New Compounding Bill: Win for Personalized Meds or Threat to Patient Safety?

Nov. 19, 2013
Critics claim that the new bill will do the opposite of what it was intended to do, instead blurring the lines between compounders and drug manufacturers.

The Congressional approval of the Drug Quality and Security Act (H.R. 3204) is intended to clarify and strengthen the regulatory framework for compounding pharmacies.

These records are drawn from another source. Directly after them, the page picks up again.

//! Minimal JSON-schema validation for tool inputs.
//!
//! Covers the subset the builtin and MCP tool schemas actually use:
//! `type`, `required`, `properties`, `enum`, `items`. Unknown keywords are
//! ignored so richer schemas still pass through.

use serde_json::Value;

/// Validate `value` against `schema`. Returns human-readable violations;
/// empty means valid.
pub fn validate(schema: &Value, value: &Value) -> Vec<String> {
    let mut violations = Vec::new();
    validate_at(schema, value, "$", &mut violations);
    violations
}

fn validate_at(schema: &Value, value: &Value, path: &str, out: &mut Vec<String>) {
    let Some(schema_obj) = schema.as_object() else {
        return;
    };

    if let Some(expected) = schema_obj.get("type").and_then(|t| t.as_str()) {
        if !type_matches(expected, value) {
            out.push(format!("{path}: expected {expected}, got {}", type_name(value)));
            return;
        }
    }

    if let Some(allowed) = schema_obj.get("enum").and_then(|e| e.as_array()) {
        if !allowed.contains(value) {
            out.push(format!("{path}: value not in enum"));
        }
    }

    if let Some(obj) = value.as_object() {
        if let Some(required) = schema_obj.get("required").and_then(|r| r.as_array()) {
            for req in required.iter().filter_map(|r| r.as_str()) {
                if !obj.contains_key(req) {
                    out.push(format!("{path}: missing required property '{req}'"));
                }
            }
        }
        if let Some(props) = schema_obj.get("properties").and_then(|p| p.as_object()) {
            for (key, prop_schema) in props {
                if let Some(v) = obj.get(key) {
                    validate_at(prop_schema, v, &format!("{path}.{key}"), out);
                }
            }
        }
    }

    if let (Some(items), Some(arr)) = (schema_obj.get("items"), value.as_array()) {
        for (i, item) in arr.iter().enumerate() {
            validate_at(items, item, &format!("{path}[{i}]"), out);
        }
    }
}

fn type_matches(expected: &str, value: &Value) -> bool {
    match expected {
        "object" => value.is_object(),
        "array" => value.is_array(),
        "string" => value.is_string(),
        "number" => value.is_number(),
        "integer" => value.is_i64() || value.is_u64(),
        "boolean" => value.is_boolean(),
        "null" => value.is_null(),
        _ => true,
    }
}

fn type_name(value: &Value) -> &'static str {
    match value {
        Value::Null => "null",
        Value::Bool(_) => "boolean",
        Value::Number(_) => "number",
        Value::String(_) => "string",
        Value::Array(_) => "array",
        Value::Object(_) => "object",
    }
}

#[cfg(test)]
mod tests {
    use super::*;
    use serde_json::json;

    fn calculator_schema() -> Value {
        json!({
            "type": "object",
            "required": ["expression"],
            "properties": {
                "expression": {"type": "string"}
            }
        })
    }

    #[test]
    fn valid_input_passes() {
        let v = validate(&calculator_schema(), &json!({"expression": "2+2"}));
        assert!(v.is_empty(), "{v:?}");
    }

    #[test]
    fn missing_required_property_is_reported() {
        let v = validate(&calculator_schema(), &json!({}));
        assert_eq!(v.len(), 1);
        assert!(v[0].contains("expression"));
    }

    #[test]
    fn wrong_type_is_reported() {
        let v = validate(&calculator_schema(), &json!({"expression": 42}));
        assert!(v[0].contains("expected string"));
    }

    #[test]
    fn top_level_type_mismatch() {
        let v = validate(&calculator_schema(), &json!("not an object"));
        assert!(v[0].contains("expected object"));
    }

    #[test]
    fn enum_constraint() {
        let schema = json!({
            "type": "object",
            "properties": {"unit": {"type": "string", "enum": ["C", "F"]}}
        });
        assert!(validate(&schema, &json!({"unit": "C"})).is_empty());
        assert!(!validate(&schema, &json!({"unit": "K"})).is_empty());
    }

    #[test]
    fn array_items_validated() {
        let schema = json!({
            "type": "object",
            "properties": {"ids": {"type": "array", "items": {"type": "integer"}}}
        });
        assert!(validate(&schema, &json!({"ids": [1, 2, 3]})).is_empty());
        let v = validate(&schema, &json!({"ids": [1, "two"]}));
        assert!(v[0].contains("[1]"));
    }

    #[test]
    fn unknown_keywords_ignored() {
        let schema = json!({
            "type": "object",
            "additionalProperties": false,
            "minProperties": 3,
        });
        assert!(validate(&schema, &json!({})).is_empty());
    }
}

Compounding pharmacies deliver personalized medicines that meet unique needs of an individual patient when commercially available drugs do not meet such needs.

The October 2012 outbreak of fungal meningitis, caused by contaminated steroid injections from New England Compounding Center, turned the industry's attention to a what could be a dangerous regulatory gap.

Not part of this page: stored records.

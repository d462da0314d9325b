//! Per-session cancellation token registry.
//!
//! Each running turn registers a [`CancelToken`] under its session id so
//! an API caller can abort it; tokens are removed when the turn finishes.

use std::collections::HashMap;

use parking_lot::Mutex;
use uuid::Uuid;

use nexus_domain::cancel::CancelToken;

pub struct CancelMap {
    tokens: Mutex<HashMap<Uuid, CancelToken>>,
}

impl Default for CancelMap {
    fn default() -> Self {
        Self::new()
    }
}

impl CancelMap {
    pub fn new() -> Self {
        Self {
            tokens: Mutex::new(HashMap::new()),
        }
    }

    /// Create and register a new cancel token for a session.
    pub fn register(&self, session_id: Uuid) -> CancelToken {
        let token = CancelToken::new();
        self.tokens.lock().insert(session_id, token.clone());
        token
    }

    /// Cancel the running turn for a session. Returns true if one was
    /// registered.
    pub fn cancel(&self, session_id: Uuid) -> bool {
        if let Some(token) = self.tokens.lock().get(&session_id) {
            token.cancel();
            true
        } else {
            false
        }
    }

    /// Remove the token when a turn completes.
    pub fn remove(&self, session_id: Uuid) {
        self.tokens.lock().remove(&session_id);
    }

    pub fn is_running(&self, session_id: Uuid) -> bool {
        self.tokens.lock().contains_key(&session_id)
    }
}

#[cfg(test)]
mod tests {
    use super::*;

    #[test]
    fn register_cancel_remove() {
        let map = CancelMap::new();
        let sid = Uuid::new_v4();
        let token = map.register(sid);
        assert!(map.is_running(sid));
        assert!(!token.is_cancelled());

        assert!(map.cancel(sid));
        assert!(token.is_cancelled());

        map.remove(sid);
        assert!(!map.is_running(sid));
        assert!(!map.cancel(sid));
    }

    #[test]
    fn register_replaces_previous_token() {
        let map = CancelMap::new();
        let sid = Uuid::new_v4();
        let old = map.register(sid);
        let new = map.register(sid);
        map.cancel(sid);
        assert!(!old.is_cancelled());
        assert!(new.is_cancelled());
    }
}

The Massachusetts Health Department’s report from the NECC recall stated, “Manufacturing and distributing sterile products in bulk was not allowed under the terms of its state pharmacy license." It went on to state, "If NECC was appropriately licensed as a manufacturer with the FDA, the company would have been subject to additional levels of scrutiny.”

This report touches on two very good points, both of which are at the center of the debate surrounding the passage of the Drug Quality and Security Act:

1) Compounders are not licensed to distribute products in bulk
2) Drug manufactureres and compounders are subject to different quality standards and practices

The Drug Quality and Security Act, which must be signed into law by President Obama, is intended to address several concerns about compounding pharmacies. The full summary is here. The highlights:

• A pharmacy engaged in preparing sterile compounded drug formulations may voluntarily elect to register as an "outsourcing facility."

• The bill exempts compounded drugs from new drug requirements, labeling requirements, and track and trace requirements if the drug is compounded by or under the direct supervision of a licensed pharmacist in a registered outsourcing facility and meets applicable requirements. Those registered as outsourcing facilities are permitted to compound large quantities of drug formulations on the FDA's drug shortage list, and other formulations compounded with drug substances that are on a "clinical need" list to be established by the FDA, without a prescription, as well as distribute these formulations out of state without limitation.

• The bill requires a facility to report biannually to the Secretary of Health and Human Services on what drugs are compounded in the facility and to submit adverse event reports.

• Registered facilities are subjected to a risk-based inspection schedule.

The conflict, as outlined in a story by ABC news and numerous other consumer media sites, is as follows:

Prior to the NECC outbreak, compounding pharmacies were regulated by state pharmacy boards, and the FDA claimed it didn't have the authority to properly regulate the industry. The Drug Quality and Security Act was designed to address these concerns.

However, critics claim that the new bill will do the opposite, instead allowing compounding pharmacies to function as large scale drug manufacturers, but without being subjected to the same regulatory scrutiny.

"It makes what is now illegal legal," said Dr. Michael Carome, Director, Public Citizen’s Health Research Group. "It has misleadingly been presented to the American public as something that improves federal oversight over compounding pharmacies."

Registration as an outsourcing facility is optional, and critics point out that compounders won't register unless it's mandatory. Supporters of the Drug Quality and Security Act hope that compounding pharmacists will seek FDA registration because doctors will prefer to use compounding pharmacists perceived as safer.

 Opponents suggest that the industry would be better served if the FDA was more aggressive in enforcing existing law, rather than passing a new one.